--- RECORDS Enclosed Below ---
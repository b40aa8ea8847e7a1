//! HelloWorld data account layouts.

use account_utils::{AccountData, SizedData};
use borsh::{BorshDeserialize, BorshSerialize};

pub type GreetingAccount = AccountData<Greeting>;

/// Per-payer greeting state, stored in a PDA derived from the payer's key.
#[derive(BorshSerialize, BorshDeserialize, Debug, Default, PartialEq, Eq)]
pub struct Greeting {
    /// The bump seed of the greeting PDA.
    pub bump_seed: u8,
    /// The number of times the payer has been greeted.
    pub counter: u32,
}

impl SizedData for Greeting {
    fn size(&self) -> usize {
        // 1 byte bump_seed
        // 4 byte counter
        1 + 4
    }
}
use account_utils::{create_pda_account, verify_account_uninitialized, SizedData};
use solana_program::{
    account_info::{next_account_info, AccountInfo},
    entrypoint,
    entrypoint::ProgramResult,
    msg,
    program::invoke,
    program_error::ProgramError,
    pubkey::Pubkey,
    rent::Rent,
    system_instruction,
    sysvar::Sysvar,
};

use crate::{
    accounts::{Greeting, GreetingAccount},
    error::Error,
    greeting_pda_seeds,
    instruction::{Greet, HelloWorldInstruction},
};

#[cfg(not(feature = "no-entrypoint"))]
entrypoint!(process_instruction);

pub fn process_instruction(
    program_id: &Pubkey,
    accounts: &[AccountInfo],
    instruction_data: &[u8],
) -> ProgramResult {
    match HelloWorldInstruction::from_instruction_data(instruction_data)? {
        HelloWorldInstruction::Greet(greet) => process_greet(program_id, accounts, greet),
    }
}

/// Greets the payer: creates their greeting PDA if it does not exist yet,
/// forwards the optional tip and increments the stored counter.
///
/// Accounts:
/// 0. `[signer, writeable]` The payer.
/// 1. `[executable]` The system program.
/// 2. `[writeable]` The payer's greeting PDA account.
/// 3. `[writeable]` The tip recipient.
fn process_greet(program_id: &Pubkey, accounts: &[AccountInfo], greet: Greet) -> ProgramResult {
    let accounts_iter = &mut accounts.iter();
    let system_program_id = solana_program::system_program::id();

    // Account 0: The payer.
    let payer_info = next_account_info(accounts_iter)?;
    if !payer_info.is_signer {
        return Err(ProgramError::MissingRequiredSignature);
    }

    // Account 1: The system program.
    let system_program_info = next_account_info(accounts_iter)?;
    if system_program_info.key != &system_program_id {
        return Err(ProgramError::IncorrectProgramId);
    }

    // Account 2: The greeting PDA account.
    let greeting_info = next_account_info(accounts_iter)?;
    let greeting_initialized =
        greeting_info.owner == program_id && !greeting_info.data_is_empty();

    let mut greeting = if !greeting_initialized {
        verify_account_uninitialized(greeting_info)?;

        let (greeting_key, greeting_bump_seed) =
            Pubkey::find_program_address(greeting_pda_seeds!(payer_info.key), program_id);
        // Verify the ID of the account using `find_program_address`.
        if greeting_info.key != &greeting_key {
            return Err(Error::InvalidGreetingPda.into());
        }

        let greeting = Greeting {
            bump_seed: greeting_bump_seed,
            counter: 0,
        };
        let greeting_size = GreetingAccount::from(Greeting::default()).size();
        create_pda_account(
            payer_info,
            &Rent::get()?,
            greeting_size,
            program_id,
            system_program_info,
            greeting_info,
            greeting_pda_seeds!(payer_info.key, greeting_bump_seed),
        )?;

        greeting
    } else {
        let greeting =
            *GreetingAccount::fetch(&mut &greeting_info.data.borrow()[..])?.into_inner();

        // Verify the ID of the account using `create_program_address` and the stored bump seed.
        let expected_greeting_key = Pubkey::create_program_address(
            greeting_pda_seeds!(payer_info.key, greeting.bump_seed),
            program_id,
        )?;
        if greeting_info.key != &expected_greeting_key {
            return Err(Error::InvalidGreetingPda.into());
        }

        greeting
    };

    // Account 3: The tip recipient.
    let tip_recipient_info = next_account_info(accounts_iter)?;
    if greet.tip_lamports > 0 {
        invoke(
            &system_instruction::transfer(
                payer_info.key,
                tip_recipient_info.key,
                greet.tip_lamports,
            ),
            &[payer_info.clone(), tip_recipient_info.clone()],
        )?;
    }

    greeting.counter = greeting
        .counter
        .checked_add(1)
        .ok_or(Error::CounterOverflow)?;
    let counter = greeting.counter;
    GreetingAccount::from(greeting).store(greeting_info, false)?;

    msg!("Greeted {} time(s)!", counter);

    Ok(())
}
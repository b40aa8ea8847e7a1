//! This file contains the PDA seeds for the HelloWorld program.

/// PDA seeds for a payer's greeting account.
#[macro_export]
macro_rules! greeting_pda_seeds {
    ($payer_pubkey:expr) => {{
        &[b"hello_world", b"-", b"greeting", b"-", $payer_pubkey.as_ref()]
    }};

    ($payer_pubkey:expr, $bump_seed:expr) => {{
        &[
            b"hello_world",
            b"-",
            b"greeting",
            b"-",
            $payer_pubkey.as_ref(),
            &[$bump_seed],
        ]
    }};
}
//! HelloWorld program specific errors.

use solana_program::program_error::ProgramError;

#[derive(Copy, Clone, Debug, Eq, thiserror::Error, PartialEq)]
#[repr(u32)]
pub enum Error {
    #[error("Greeting account does not match the payer's greeting PDA")]
    InvalidGreetingPda = 1,
    #[error("Greeting counter overflow")]
    CounterOverflow = 2,
}

impl From<Error> for ProgramError {
    fn from(err: Error) -> Self {
        ProgramError::Custom(err as u32)
    }
}
//! Particle state, the semi-implicit Euler integrator, and the live pool

use ember_core::math::{direction_vector, WHITE};
use glam::{Vec2, Vec4};

/// Radius given to freshly launched particles
pub const DEFAULT_RADIUS: f32 = 5.0;
/// Magnitude of the initial acceleration along the launch direction
pub const LAUNCH_FORCE: f32 = 1.0;

/// One live particle. `lifetime` counts up from zero.
#[derive(Debug, Clone, Copy, PartialEq)]
pub struct Particle {
    pub position: Vec2,
    pub velocity: Vec2,
    pub acceleration: Vec2,
    pub lifetime: f32,
    pub radius: f32,
    pub color: Vec4,
}

impl Particle {
    /// A particle at rest with no acceleration
    pub fn at(position: Vec2) -> Self {
        Self {
            position,
            velocity: Vec2::ZERO,
            acceleration: Vec2::ZERO,
            lifetime: 0.0,
            radius: DEFAULT_RADIUS,
            color: WHITE,
        }
    }

    /// A particle at rest, pushed along `theta` by [`LAUNCH_FORCE`]
    pub fn launched(position: Vec2, theta: f32) -> Self {
        Self {
            acceleration: direction_vector(theta) * LAUNCH_FORCE,
            ..Self::at(position)
        }
    }

    /// Semi-implicit Euler: velocity first, then position with the new velocity
    pub fn integrate(&mut self, dt: f32) {
        self.velocity += self.acceleration * dt;
        self.position += self.velocity * dt;
    }

    /// Strictly past `max_lifetime`; a particle exactly at the limit is still alive
    pub fn is_expired(&self, max_lifetime: f32) -> bool {
        self.lifetime > max_lifetime
    }
}

/// Growable collection of live particles with stable in-place removal.
#[derive(Debug, Clone, Default)]
pub struct ParticlePool {
    particles: Vec<Particle>,
}

impl ParticlePool {
    pub fn new() -> Self {
        Self::default()
    }

    pub fn push(&mut self, particle: Particle) {
        self.particles.push(particle);
    }

    pub fn len(&self) -> usize {
        self.particles.len()
    }

    pub fn is_empty(&self) -> bool {
        self.particles.is_empty()
    }

    pub fn clear(&mut self) {
        self.particles.clear();
    }

    /// Age every particle by `dt`, drop the expired ones and integrate the rest.
    ///
    /// Survivors keep their relative order. Returns how many were removed.
    pub fn age_and_integrate(&mut self, dt: f32, max_lifetime: f32) -> usize {
        let before = self.particles.len();
        self.particles.retain_mut(|p| {
            p.lifetime += dt;
            if p.is_expired(max_lifetime) {
                return false;
            }
            p.integrate(dt);
            true
        });
        before - self.particles.len()
    }

    pub fn as_slice(&self) -> &[Particle] {
        &self.particles
    }

    pub fn as_mut_slice(&mut self) -> &mut [Particle] {
        &mut self.particles
    }
}

#[cfg(test)]
mod tests {
    use super::*;

    #[test]
    fn integrate_unit_step() {
        let mut p = Particle::at(Vec2::ZERO);
        p.acceleration = Vec2::new(1.0, 0.0);
        p.integrate(1.0);
        assert_eq!(p.velocity, Vec2::new(1.0, 0.0));
        assert_eq!(p.position, Vec2::new(1.0, 0.0));
    }

    #[test]
    fn integrate_uses_updated_velocity() {
        let mut p = Particle::at(Vec2::ZERO);
        p.velocity = Vec2::new(0.0, 1.0);
        p.acceleration = Vec2::new(0.0, 2.0);
        p.integrate(0.5);
        // v = 1 + 2 * 0.5 = 2, x = 2 * 0.5 = 1
        assert!((p.velocity.y - 2.0).abs() < 1e-6);
        assert!((p.position.y - 1.0).abs() < 1e-6);
    }

    #[test]
    fn launched_particle_points_along_theta() {
        let p = Particle::launched(Vec2::new(0.5, 0.5), 0.0);
        assert!((p.acceleration.x - LAUNCH_FORCE).abs() < 1e-6);
        assert!(p.acceleration.y.abs() < 1e-6);
        assert_eq!(p.velocity, Vec2::ZERO);
        assert_eq!(p.lifetime, 0.0);
        assert_eq!(p.radius, DEFAULT_RADIUS);
    }

    #[test]
    fn particle_at_threshold_survives_until_pushed_over() {
        let mut pool = ParticlePool::new();
        let mut p = Particle::at(Vec2::ZERO);
        p.lifetime = 4.0;
        pool.push(p);

        assert_eq!(pool.age_and_integrate(0.0, 4.0), 0);
        assert_eq!(pool.len(), 1);

        assert_eq!(pool.age_and_integrate(0.01, 4.0), 1);
        assert!(pool.is_empty());
    }

    #[test]
    fn consecutive_expired_particles_are_all_removed() {
        let mut pool = ParticlePool::new();
        for (i, age) in [5.0, 5.0, 1.0, 5.0, 2.0].into_iter().enumerate() {
            let mut p = Particle::at(Vec2::new(i as f32, 0.0));
            p.lifetime = age;
            pool.push(p);
        }

        let removed = pool.age_and_integrate(0.0, 4.0);
        assert_eq!(removed, 3);
        let xs: Vec<f32> = pool.as_slice().iter().map(|p| p.position.x).collect();
        assert_eq!(xs, vec![2.0, 4.0]);
    }

    #[test]
    fn survivors_are_integrated_once() {
        let mut pool = ParticlePool::new();
        let mut p = Particle::at(Vec2::ZERO);
        p.acceleration = Vec2::new(1.0, 0.0);
        pool.push(p);

        pool.age_and_integrate(1.0, 4.0);
        let p = pool.as_slice()[0];
        assert_eq!(p.position, Vec2::new(1.0, 0.0));
        assert_eq!(p.lifetime, 1.0);
    }

    #[test]
    fn empty_pool_is_fine() {
        let mut pool = ParticlePool::new();
        assert_eq!(pool.age_and_integrate(0.016, 4.0), 0);
        assert!(pool.as_slice().is_empty());
    }
}
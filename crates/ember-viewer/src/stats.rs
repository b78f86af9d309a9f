//! Frame statistics: FPS counter over a sliding one-second window

use std::collections::VecDeque;
use std::time::{Duration, Instant};

/// Tracks how many frames were shown during the last second
pub struct FrameStats {
    frame_times: VecDeque<Instant>,
    fps: f32,
    last_update: Option<Instant>,
}

impl Default for FrameStats {
    fn default() -> Self {
        Self {
            frame_times: VecDeque::new(),
            fps: 0.0,
            last_update: None,
        }
    }
}

impl FrameStats {
    pub fn new() -> Self {
        Self::default()
    }

    /// Record that a frame was shown at `now`
    pub fn record_frame(&mut self, now: Instant) {
        self.frame_times.push_back(now);

        // Keep only frames from the last second
        while self
            .frame_times
            .front()
            .is_some_and(|&t| now.duration_since(t) > Duration::from_secs(1))
        {
            self.frame_times.pop_front();
        }

        // Refresh the displayed value every 250ms
        let stale = self
            .last_update
            .map_or(true, |last| now.duration_since(last) > Duration::from_millis(250));
        if stale {
            self.fps = self.frame_times.len() as f32;
            self.last_update = Some(now);
        }
    }

    pub fn fps(&self) -> f32 {
        self.fps
    }

    pub fn summary(&self) -> String {
        if self.fps > 0.0 {
            format!("FPS: {:.0} ({:.1}ms)", self.fps, 1000.0 / self.fps)
        } else {
            "FPS: -".to_string()
        }
    }
}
--- End of Enclosed RECORDS ---
Across the entries, tally every line that contains the word "BorshSerialize" and report the sum by itself.

THE ANSWER |
2